Given the importance of achieving the best acute angiographic result, and the uncertainty inherent in angiographic assessment of the irregular lumen postangioplasty, a number of other techniques have been used to grade the quality of an angioplasty result. Initially, PTCA operators relied heavily on the trans-stenotic gradient as an index of dilatation adequacy, seeking a postdilation pressure difference of <15 mmHg between the aortic pressure (measured through the guiding catheter) and the distal coronary artery pressure (measured through the tip of the dilatation catheter). In practice, such measurements were complicated by the presence of the dilatation catheter within the stenosis and the small size of the dilatation catheter lumen, which led to abandonment of the gradient measurement by 1988.³⁷ There has been some recent reawakened interest based on the availability of newer solid state pressure-measuring guidewires that can be used to assess the trans-stenotic gradient at baseline flow and during maximal hyperemia³⁸ (see Chapter 24).
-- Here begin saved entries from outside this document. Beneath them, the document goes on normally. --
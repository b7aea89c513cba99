//! reCAPTCHA verification types

use serde::Deserialize;

/// Outcome of one siteverify call.
///
/// Deserializes Google's response body directly; the `configured` flag
/// is filled in locally to distinguish "verification not set up" from
/// "checked and failed".
#[derive(Debug, Clone, Deserialize)]
pub struct VerificationResult {
    pub success: bool,
    /// Confidence score in [0, 1]; 1.0 means confidently human. Absent
    /// on some failure responses.
    #[serde(default)]
    pub score: Option<f64>,
    #[serde(default)]
    pub action: Option<String>,
    #[serde(default)]
    pub hostname: Option<String>,
    #[serde(default)]
    pub challenge_ts: Option<String>,
    #[serde(default, rename = "error-codes")]
    pub error_codes: Vec<String>,
    /// Not part of the wire format.
    #[serde(skip)]
    pub configured: bool,
}

impl VerificationResult {
    /// Neutral result used when no secret key is configured; the rest
    /// of the pipeline sees a confidently-human signal.
    pub fn unconfigured() -> Self {
        Self {
            success: true,
            score: Some(0.9),
            action: Some("contact_form".to_string()),
            hostname: None,
            challenge_ts: None,
            error_codes: Vec::new(),
            configured: false,
        }
    }

    /// Cautious result used when the verifier is unreachable or its
    /// response cannot be read. Low confidence, but not a hard failure
    /// of the request.
    pub fn cautious() -> Self {
        Self {
            success: false,
            score: Some(0.1),
            action: Some("contact_form".to_string()),
            hostname: None,
            challenge_ts: None,
            error_codes: vec!["network-error".to_string()],
            configured: true,
        }
    }
}
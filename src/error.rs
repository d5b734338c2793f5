//! Error types for kvault
//!
//! Centralized error handling using thiserror.

use thiserror::Error;

use crate::graph::GraphError;

/// All error types that can occur in kvault
#[derive(Debug, Error)]
pub enum VaultError {
    /// Caller named a tool that is not registered
    #[error("Unknown tool: {0}")]
    UnknownTool(String),

    /// Missing, empty, or mistyped argument
    #[error("Invalid argument: {0}")]
    InvalidArgument(String),

    /// Failure reported by the remote knowledge graph
    #[error("Remote failure: {0}")]
    Remote(#[from] GraphError),

    /// Configuration error
    #[error("Config error: {0}")]
    Config(String),

    /// IO error
    #[error("IO error: {0}")]
    Io(#[from] std::io::Error),

    /// JSON serialization/deserialization error
    #[error("JSON error: {0}")]
    Json(#[from] serde_json::Error),
}

impl VaultError {
    /// Whether the error should surface as a protocol-level invalid-params error
    pub fn is_caller_error(&self) -> bool {
        matches!(self, VaultError::UnknownTool(_) | VaultError::InvalidArgument(_))
    }
}

/// Result type alias for kvault operations
pub type Result<T> = std::result::Result<T, VaultError>;

#[cfg(test)]
mod tests {
    use super::*;

    #[test]
    fn test_unknown_tool_error() {
        let err = VaultError::UnknownTool("delete_everything".to_string());
        assert_eq!(err.to_string(), "Unknown tool: delete_everything");
        assert!(err.is_caller_error());
    }

    #[test]
    fn test_invalid_argument_error() {
        let err = VaultError::InvalidArgument("user_id must not be empty".to_string());
        assert_eq!(err.to_string(), "Invalid argument: user_id must not be empty");
        assert!(err.is_caller_error());
    }

    #[test]
    fn test_remote_error_conversion() {
        let err: VaultError = GraphError::Api {
            status: 401,
            message: "unauthorized".to_string(),
        }
        .into();
        assert!(matches!(err, VaultError::Remote(_)));
        assert!(err.to_string().contains("401"));
        assert!(!err.is_caller_error());
    }

    #[test]
    fn test_config_error() {
        let err = VaultError::Config("ZEP_API_KEY not set".to_string());
        assert_eq!(err.to_string(), "Config error: ZEP_API_KEY not set");
    }

    #[test]
    fn test_io_error_conversion() {
        let io_err = std::io::Error::new(std::io::ErrorKind::BrokenPipe, "stdout closed");
        let err: VaultError = io_err.into();
        assert!(matches!(err, VaultError::Io(_)));
        assert!(err.to_string().contains("stdout closed"));
    }

    #[test]
    fn test_json_error_conversion() {
        let json_err = serde_json::from_str::<serde_json::Value>("invalid").unwrap_err();
        let err: VaultError = json_err.into();
        assert!(matches!(err, VaultError::Json(_)));
    }
}
//! Tool registry - holds the fixed tool set and dispatches calls by name

use std::collections::HashMap;
use std::sync::Arc;

use log::debug;

use super::{
    AddUserMessageTool, EchoTool, GetStatusTool, GetUserInformationTool, HelloWorldTool, Tool, ToolCall,
    ToolDefinition, ToolOutput,
};
use crate::error::{Result, VaultError};
use crate::gateway::KnowledgeGateway;

/// Tools registered by `ToolRegistry::standard`, in listing order
pub const STANDARD_TOOL_NAMES: [&str; 5] = [
    "hello_world",
    "echo",
    "get_status",
    "add_user_message",
    "get_user_information",
];

struct Registered {
    definition: ToolDefinition,
    tool: Box<dyn Tool>,
}

/// Registry of tools, listed in registration order
pub struct ToolRegistry {
    tools: HashMap<String, Registered>,
    order: Vec<String>,
}

impl ToolRegistry {
    /// Create an empty registry
    pub fn new() -> Self {
        Self {
            tools: HashMap::new(),
            order: Vec::new(),
        }
    }

    /// Create a registry with the standard tool set
    pub fn standard(gateway: Arc<KnowledgeGateway>, server_name: &str) -> Self {
        let names = STANDARD_TOOL_NAMES.iter().map(|name| name.to_string()).collect();

        let mut registry = Self::new();
        registry.register(Box::new(HelloWorldTool));
        registry.register(Box::new(EchoTool));
        registry.register(Box::new(GetStatusTool::new(server_name, names)));
        registry.register(Box::new(AddUserMessageTool::new(gateway.clone())));
        registry.register(Box::new(GetUserInformationTool::new(gateway)));
        registry
    }

    /// Add a tool. A tool with the same name replaces the earlier one in place.
    pub fn register(&mut self, tool: Box<dyn Tool>) {
        let definition = tool.definition();
        let name = definition.name.clone();
        if !self.tools.contains_key(&name) {
            self.order.push(name.clone());
        }
        self.tools.insert(name, Registered { definition, tool });
    }

    /// Tool definitions for listing
    pub fn definitions(&self) -> Vec<ToolDefinition> {
        self.order
            .iter()
            .filter_map(|name| self.tools.get(name))
            .map(|entry| entry.definition.clone())
            .collect()
    }

    /// Check if a tool exists
    pub fn has_tool(&self, name: &str) -> bool {
        self.tools.contains_key(name)
    }

    /// Get the list of tool names
    pub fn tool_names(&self) -> Vec<&str> {
        self.order.iter().map(|s| s.as_str()).collect()
    }

    /// Resolve a call to its tool, check its arguments, and execute it
    pub async fn dispatch(&self, call: &ToolCall) -> Result<ToolOutput> {
        let entry = self
            .tools
            .get(&call.name)
            .ok_or_else(|| VaultError::UnknownTool(call.name.clone()))?;

        entry.definition.check_arguments(&call.arguments)?;

        debug!("Dispatching tool call: {}", call.name);
        entry.tool.execute(call.arguments.clone()).await
    }
}

impl Default for ToolRegistry {
    fn default() -> Self {
        Self::new()
    }
}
The goal is to achieve a fractional flow reserve (FFR)—defined as the ratio of distal mean coronary pressure to aortic mean pressure during adenosine-induced hyperemia—of >0.95 in a successful
PCI. Physiologic assessment can also be done using Doppler flow-measuring guidewires to assess the coronary flow reserve (CFR) as an index of baseline lesion significance and a confirmation of adequate dilation. However, this technique is no longer used in PCI owing to the superiority of FFR as index of stenosis severity, which unlike CFR, is generally not impacted by the presence of microvascular dysfunction. Alternatively, intravascular ultrasound (IVUS; see Chapter 25) or optical coherence tomography (OCT) can more accurately measure lumen diameter and cross-sectional area after dilation, and can detect vessel dissection or hematoma more accurately. Although IVUS has provided important mechanistic insights into balloon angioplasty, it is not used in more than 5% to 10% of routine clinical cases because of the added procedural time and expense. In most laboratories, the postdilation angiogram thus remains the gold standard to assess whether or not an adequate result has been obtained.
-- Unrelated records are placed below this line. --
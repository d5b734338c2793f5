//! Remote knowledge graph client trait and error types

use async_trait::async_trait;
use serde_json::Value;

use super::types::{DataKind, SearchResults};

/// Client for a per-user knowledge graph service.
///
/// One handle is built at startup and shared by every handler, so
/// implementations must be safe for concurrent use.
#[async_trait]
pub trait GraphClient: Send + Sync {
    /// Add data to the graph partition owned by `scope`.
    ///
    /// Returns the remote acknowledgement, or `None` when the service sent no body.
    async fn ingest(&self, scope: &str, kind: DataKind, payload: &str) -> Result<Option<Value>, GraphError>;

    /// Search the graph partition owned by `scope`, returning at most `limit` records
    async fn search(&self, query: &str, scope: &str, limit: usize) -> Result<SearchResults, GraphError>;
}

/// Errors that can occur talking to the knowledge graph
#[derive(Debug, thiserror::Error)]
pub enum GraphError {
    #[error("API error {status}: {message}")]
    Api { status: u16, message: String },

    #[error("Network error: {0}")]
    Network(#[from] reqwest::Error),

    #[error("Invalid response: {0}")]
    InvalidResponse(String),

    #[error("Missing API key: environment variable {env_var} not set")]
    MissingApiKey { env_var: String },
}

impl GraphError {
    pub fn is_auth_failure(&self) -> bool {
        matches!(self, GraphError::Api { status: 401 | 403, .. } | GraphError::MissingApiKey { .. })
    }
}
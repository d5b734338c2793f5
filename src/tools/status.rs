//! Status and introspection tools: hello_world, echo, get_status

use async_trait::async_trait;
use serde_json::{Value, json};

use super::{Tool, ToolDefinition, ToolOutput, string_arg, string_params_schema};
use crate::error::Result;

/// Returns a fixed greeting
pub struct HelloWorldTool;

#[async_trait]
impl Tool for HelloWorldTool {
    fn definition(&self) -> ToolDefinition {
        ToolDefinition::new("hello_world", "Returns a simple hello world message")
    }

    async fn execute(&self, _arguments: Value) -> Result<ToolOutput> {
        Ok(ToolOutput::Text("hello world".to_string()))
    }
}

/// Echoes a message back with a greeting prefix
pub struct EchoTool;

#[async_trait]
impl Tool for EchoTool {
    fn definition(&self) -> ToolDefinition {
        ToolDefinition::new("echo", "Echo back a message with hello world prefix")
            .with_schema(string_params_schema(&[("message", "Message to echo back")]))
    }

    async fn execute(&self, arguments: Value) -> Result<ToolOutput> {
        let message = string_arg(&arguments, "message");
        Ok(ToolOutput::Text(format!("hello world: {}", message)))
    }
}

/// Reports server status and the registered tool names
pub struct GetStatusTool {
    server_name: String,
    tool_names: Vec<String>,
}

impl GetStatusTool {
    pub fn new(server_name: impl Into<String>, tool_names: Vec<String>) -> Self {
        Self {
            server_name: server_name.into(),
            tool_names,
        }
    }
}

#[async_trait]
impl Tool for GetStatusTool {
    fn definition(&self) -> ToolDefinition {
        ToolDefinition::new("get_status", "Get server status information")
    }

    async fn execute(&self, _arguments: Value) -> Result<ToolOutput> {
        Ok(ToolOutput::Json(json!({
            "status": "running",
            "message": "hello world",
            "server": self.server_name,
            "available_tools": self.tool_names,
        })))
    }
}
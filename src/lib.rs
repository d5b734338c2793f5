//! kvault - Knowledge Vault
//!
//! A tool gateway that exposes per-user knowledge graph operations to a calling
//! agent over MCP, normalizing remote results into a stable response envelope.

pub mod config;
pub mod error;
pub mod gateway;
pub mod graph;
pub mod mcp;
pub mod tools;

pub use error::{Result, VaultError};
//! Knowledge graph tools backed by the gateway

use std::sync::Arc;

use async_trait::async_trait;
use serde_json::Value;

use super::{Tool, ToolDefinition, ToolOutput, string_arg, string_params_schema};
use crate::error::Result;
use crate::gateway::KnowledgeGateway;

/// Stores a user message in the knowledge graph
pub struct AddUserMessageTool {
    gateway: Arc<KnowledgeGateway>,
}

impl AddUserMessageTool {
    pub fn new(gateway: Arc<KnowledgeGateway>) -> Self {
        Self { gateway }
    }
}

#[async_trait]
impl Tool for AddUserMessageTool {
    fn definition(&self) -> ToolDefinition {
        ToolDefinition::new(
            "add_user_message",
            "Add user message to the knowledge graph. Returns the operation result \
             including success status and a preview of the stored data.",
        )
        .with_schema(string_params_schema(&[
            ("user_id", "User ID or email address"),
            ("message", "The user's message to store in the graph"),
        ]))
    }

    async fn execute(&self, arguments: Value) -> Result<ToolOutput> {
        let response = self
            .gateway
            .add_user_message(string_arg(&arguments, "user_id"), string_arg(&arguments, "message"))
            .await?;
        ToolOutput::json(&response)
    }
}

/// Retrieves facts and entities relevant to a request
pub struct GetUserInformationTool {
    gateway: Arc<KnowledgeGateway>,
}

impl GetUserInformationTool {
    pub fn new(gateway: Arc<KnowledgeGateway>) -> Self {
        Self { gateway }
    }
}

#[async_trait]
impl Tool for GetUserInformationTool {
    fn definition(&self) -> ToolDefinition {
        ToolDefinition::new(
            "get_user_information",
            "Retrieve user knowledge and contextual information from the knowledge graph. \
             Searches a user's stored knowledge, conversations, preferences, and context for \
             content relevant to the request. Use it to recall past interactions, understand \
             user preferences, or find anything previously stored about the user.",
        )
        .with_schema(string_params_schema(&[
            ("user_id", "User ID or email address to search knowledge for"),
            (
                "request",
                "Natural language query describing the information needed \
                 (e.g. \"user preferences\", \"past conversations about travel\")",
            ),
        ]))
    }

    async fn execute(&self, arguments: Value) -> Result<ToolOutput> {
        let response = self
            .gateway
            .get_user_information(string_arg(&arguments, "user_id"), string_arg(&arguments, "request"))
            .await?;
        ToolOutput::json(&response)
    }
}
Once adequate dilatation is deemed to have been achieved, it is common to withdraw the balloon catheter completely from the guiding catheter, leaving the guidewire across the dilated segment to allow observation of the treated vessel for signs of angiographic deterioration. With more predictable interventions such as stenting, however, a single set of postprocedure angiograms in orthogonal views with the guidewire removed is usually sufficient to document a suitable result in the treated lesion and the absence of dissections, branch occlusions, or guidewire perforations in the adjacent portions of the vessel. At that point, other significant lesions may be dilated, if needed, or the procedure may be concluded and the patient transferred to the recovery area.
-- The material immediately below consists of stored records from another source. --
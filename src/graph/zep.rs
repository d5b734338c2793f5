//! Zep Cloud graph client
//!
//! Implements GraphClient over the Zep v2 REST API.

use std::time::Duration;

use async_trait::async_trait;
use log::debug;
use reqwest::Client;
use serde_json::{Value, json};

use super::client::{GraphClient, GraphError};
use super::types::{DataKind, SearchResults};

/// Zep API base URL
pub const ZEP_API_URL: &str = "https://api.getzep.com/api/v2";

/// Environment variable holding the API key
pub const ZEP_API_KEY_ENV: &str = "ZEP_API_KEY";

/// Configuration for the Zep client
#[derive(Debug, Clone)]
pub struct ZepConfig {
    pub base_url: String,
    pub timeout: Duration,
}

impl Default for ZepConfig {
    fn default() -> Self {
        Self {
            base_url: ZEP_API_URL.to_string(),
            timeout: Duration::from_secs(30),
        }
    }
}

/// Zep Cloud API client
pub struct ZepClient {
    client: Client,
    api_key: String,
    config: ZepConfig,
}

impl ZepClient {
    /// Create a client reading the API key from `env_var`
    pub fn from_env(env_var: &str, config: ZepConfig) -> Result<Self, GraphError> {
        let api_key = std::env::var(env_var).map_err(|_| GraphError::MissingApiKey {
            env_var: env_var.to_string(),
        })?;

        if api_key.trim().is_empty() {
            return Err(GraphError::MissingApiKey {
                env_var: env_var.to_string(),
            });
        }

        Self::with_api_key(api_key, config)
    }

    /// Create a client with an explicit API key
    pub fn with_api_key(api_key: impl Into<String>, config: ZepConfig) -> Result<Self, GraphError> {
        let client = Client::builder().timeout(config.timeout).build()?;

        Ok(Self {
            client,
            api_key: api_key.into(),
            config,
        })
    }

    fn endpoint(&self, path: &str) -> String {
        format!("{}/{}", self.config.base_url.trim_end_matches('/'), path)
    }

    fn build_ingest_body(scope: &str, kind: DataKind, payload: &str) -> Value {
        json!({
            "user_id": scope,
            "type": kind.as_str(),
            "data": payload
        })
    }

    fn build_search_body(query: &str, scope: &str, limit: usize) -> Value {
        json!({
            "query": query,
            "user_id": scope,
            "limit": limit
        })
    }

    /// Decode a response body. Empty bodies decode to `None`.
    fn parse_body(body: &str) -> Result<Option<Value>, GraphError> {
        if body.trim().is_empty() {
            return Ok(None);
        }
        serde_json::from_str(body)
            .map(Some)
            .map_err(|e| GraphError::InvalidResponse(format!("Failed to parse response: {}", e)))
    }

    fn parse_search(body: Option<Value>) -> Result<SearchResults, GraphError> {
        match body {
            Some(value) => serde_json::from_value(value)
                .map_err(|e| GraphError::InvalidResponse(format!("Unexpected search result shape: {}", e))),
            None => Ok(SearchResults::default()),
        }
    }

    async fn post(&self, path: &str, body: &Value) -> Result<Option<Value>, GraphError> {
        let url = self.endpoint(path);
        debug!("POST {}", url);

        let response = self
            .client
            .post(&url)
            .header("Authorization", format!("Api-Key {}", self.api_key))
            .json(body)
            .send()
            .await?;

        let status = response.status();
        let text = response.text().await?;

        if !status.is_success() {
            let message = if text.is_empty() {
                status.canonical_reason().unwrap_or("Unknown error").to_string()
            } else {
                text
            };
            return Err(GraphError::Api {
                status: status.as_u16(),
                message,
            });
        }

        Self::parse_body(&text)
    }
}

#[async_trait]
impl GraphClient for ZepClient {
    async fn ingest(&self, scope: &str, kind: DataKind, payload: &str) -> Result<Option<Value>, GraphError> {
        let body = Self::build_ingest_body(scope, kind, payload);
        self.post("graph", &body).await
    }

    async fn search(&self, query: &str, scope: &str, limit: usize) -> Result<SearchResults, GraphError> {
        let body = Self::build_search_body(query, scope, limit);
        let response = self.post("graph/search", &body).await?;
        Self::parse_search(response)
    }
}

impl std::fmt::Debug for ZepClient {
    fn fmt(&self, f: &mut std::fmt::Formatter<'_>) -> std::fmt::Result {
        f.debug_struct("ZepClient")
            .field("base_url", &self.config.base_url)
            .field("timeout", &self.config.timeout)
            .finish()
    }
}

#[cfg(test)]
mod tests {
    use super::*;
    use crate::gateway::{DEFAULT_ACK, render_ack};
    use tokio::io::{AsyncReadExt, AsyncWriteExt};
    use tokio::net::TcpListener;
    use tokio::task::JoinHandle;

    /// Client for a loopback server; proxy settings from the environment are ignored
    fn local_client(base_url: &str) -> ZepClient {
        ZepClient {
            client: Client::builder().no_proxy().build().unwrap(),
            api_key: "test-key".to_string(),
            config: ZepConfig {
                base_url: base_url.to_string(),
                ..Default::default()
            },
        }
    }

    /// Accept one connection, read the full request, answer with `response`.
    /// The handle yields the raw request text.
    async fn serve_once(response: &'static str) -> (String, JoinHandle<String>) {
        let listener = TcpListener::bind("127.0.0.1:0").await.unwrap();
        let base_url = format!("http://{}/api/v2", listener.local_addr().unwrap());

        let handle = tokio::spawn(async move {
            let (mut socket, _) = listener.accept().await.unwrap();
            let mut request = Vec::new();
            let mut chunk = [0u8; 1024];
            loop {
                let n = socket.read(&mut chunk).await.unwrap();
                if n == 0 {
                    break;
                }
                request.extend_from_slice(&chunk[..n]);
                if let Some(end) = request.windows(4).position(|w| w == b"\r\n\r\n") {
                    let head = String::from_utf8_lossy(&request[..end]).to_lowercase();
                    let body_len = head
                        .lines()
                        .find_map(|line| line.strip_prefix("content-length:"))
                        .and_then(|v| v.trim().parse::<usize>().ok())
                        .unwrap_or(0);
                    if request.len() >= end + 4 + body_len {
                        break;
                    }
                }
            }
            socket.write_all(response.as_bytes()).await.unwrap();
            socket.shutdown().await.ok();
            String::from_utf8_lossy(&request).into_owned()
        });

        (base_url, handle)
    }

    fn test_client(base_url: &str) -> ZepClient {
        ZepClient::with_api_key(
            "test-key",
            ZepConfig {
                base_url: base_url.to_string(),
                ..Default::default()
            },
        )
        .unwrap()
    }

    #[test]
    fn test_config_default() {
        let config = ZepConfig::default();
        assert_eq!(config.base_url, ZEP_API_URL);
        assert_eq!(config.timeout, Duration::from_secs(30));
    }

    #[test]
    fn test_endpoint_joins_path() {
        let client = test_client("https://example.test/api/v2/");
        assert_eq!(client.endpoint("graph/search"), "https://example.test/api/v2/graph/search");
    }

    #[test]
    fn test_ingest_body() {
        let body = ZepClient::build_ingest_body("u1", DataKind::Text, "hello");
        assert_eq!(body["user_id"], "u1");
        assert_eq!(body["type"], "text");
        assert_eq!(body["data"], "hello");
    }

    #[test]
    fn test_search_body() {
        let body = ZepClient::build_search_body("preferences", "u1", 10);
        assert_eq!(body["query"], "preferences");
        assert_eq!(body["user_id"], "u1");
        assert_eq!(body["limit"], 10);
    }

    #[test]
    fn test_parse_body_empty() {
        assert!(ZepClient::parse_body("").unwrap().is_none());
        assert!(ZepClient::parse_body("  \n").unwrap().is_none());
    }

    #[test]
    fn test_parse_body_invalid() {
        let err = ZepClient::parse_body("<html>").unwrap_err();
        assert!(matches!(err, GraphError::InvalidResponse(_)));
    }

    #[test]
    fn test_parse_search_full() {
        let body = ZepClient::parse_body(
            r#"{"edges":[{"uuid":"e1","fact":"Alice likes tea"}],"nodes":[{"name":"Alice"}],"episodes":null}"#,
        )
        .unwrap();
        let results = ZepClient::parse_search(body).unwrap();
        assert_eq!(results.edges.unwrap().len(), 1);
        assert_eq!(results.nodes.unwrap()[0].name.as_deref(), Some("Alice"));
    }

    #[test]
    fn test_parse_search_empty_body() {
        let results = ZepClient::parse_search(None).unwrap();
        assert_eq!(results, SearchResults::default());
    }

    #[test]
    fn test_parse_search_wrong_shape() {
        let err = ZepClient::parse_search(Some(serde_json::json!({"edges": "nope"}))).unwrap_err();
        assert!(matches!(err, GraphError::InvalidResponse(_)));
    }

    #[test]
    fn test_from_env_missing_key() {
        let err = ZepClient::from_env("KVAULT_TEST_UNSET_KEY_VAR", ZepConfig::default()).unwrap_err();
        assert!(matches!(err, GraphError::MissingApiKey { .. }));
    }

    #[test]
    fn test_debug_hides_api_key() {
        let client = test_client(ZEP_API_URL);
        let debug = format!("{:?}", client);
        assert!(debug.contains("ZepClient"));
        assert!(!debug.contains("test-key"));
    }

    #[tokio::test]
    async fn test_network_failure_is_error() {
        // Port 9 on localhost is not listening in test environments
        let client = test_client("http://127.0.0.1:9/api/v2");
        let result = client.search("q", "u1", 10).await;
        assert!(result.is_err());
    }

    #[tokio::test]
    async fn test_unauthorized_with_empty_body_uses_reason() {
        let (base_url, server) =
            serve_once("HTTP/1.1 401 Unauthorized\r\nContent-Length: 0\r\nConnection: close\r\n\r\n").await;
        let client = local_client(&base_url);

        let err = client.search("q", "u1", 10).await.unwrap_err();

        match &err {
            GraphError::Api { status, message } => {
                assert_eq!(*status, 401);
                assert_eq!(message, "Unauthorized");
            }
            other => panic!("unexpected error: {:?}", other),
        }
        assert!(err.is_auth_failure());

        let request = server.await.unwrap();
        assert!(request.starts_with("POST /api/v2/graph/search "));
        assert!(request.to_lowercase().contains("authorization: api-key test-key"));
    }

    #[tokio::test]
    async fn test_server_error_body_is_the_message() {
        let (base_url, server) = serve_once(
            "HTTP/1.1 500 Internal Server Error\r\nContent-Length: 13\r\nConnection: close\r\n\r\ngraph is down",
        )
        .await;
        let client = local_client(&base_url);

        let err = client.ingest("u1", DataKind::Text, "hello").await.unwrap_err();

        match &err {
            GraphError::Api { status, message } => {
                assert_eq!(*status, 500);
                assert_eq!(message, "graph is down");
            }
            other => panic!("unexpected error: {:?}", other),
        }
        assert!(!err.is_auth_failure());
        server.await.unwrap();
    }

    #[tokio::test]
    async fn test_ingest_empty_success_body_is_no_ack() {
        let (base_url, server) =
            serve_once("HTTP/1.1 200 OK\r\nContent-Length: 0\r\nConnection: close\r\n\r\n").await;
        let client = local_client(&base_url);

        let ack = client.ingest("u1", DataKind::Text, "hello").await.unwrap();

        assert!(ack.is_none());
        assert_eq!(render_ack(ack.as_ref()), DEFAULT_ACK);

        let request = server.await.unwrap();
        assert!(request.starts_with("POST /api/v2/graph "));
        assert!(request.contains(r#""user_id":"u1""#));
        assert!(request.contains(r#""type":"text""#));
    }

    #[tokio::test]
    async fn test_search_success_body_is_parsed() {
        let (base_url, server) = serve_once(
            "HTTP/1.1 200 OK\r\nContent-Type: application/json\r\nContent-Length: 39\r\nConnection: close\r\n\r\n{\"edges\":[{\"fact\":\"tea\"}],\"nodes\":null}",
        )
        .await;
        let client = local_client(&base_url);

        let results = client.search("drinks", "u1", 10).await.unwrap();

        assert_eq!(results.edges.unwrap()[0].fact.as_deref(), Some("tea"));
        assert!(results.nodes.is_none());
        server.await.unwrap();
    }
}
Radiation safety is an integral component of PCI, and processes to minimize exposure of the patient and staff must be stringently followed³⁹ (see Chapter 2). The informed consent process ought to include a discussion on the potential adverse effects of radiation, particularly for those likely to receive high doses from complex procedures. Following the procedure, the patient’s radiation dose (e.g., cumulative skin dose, fluoroscopy time, number of cine images) should be recorded. It is recommended that, for the management of patients who receive a high procedural radiation dose, each laboratory define a threshold dose above which follow-up protocols are initiated.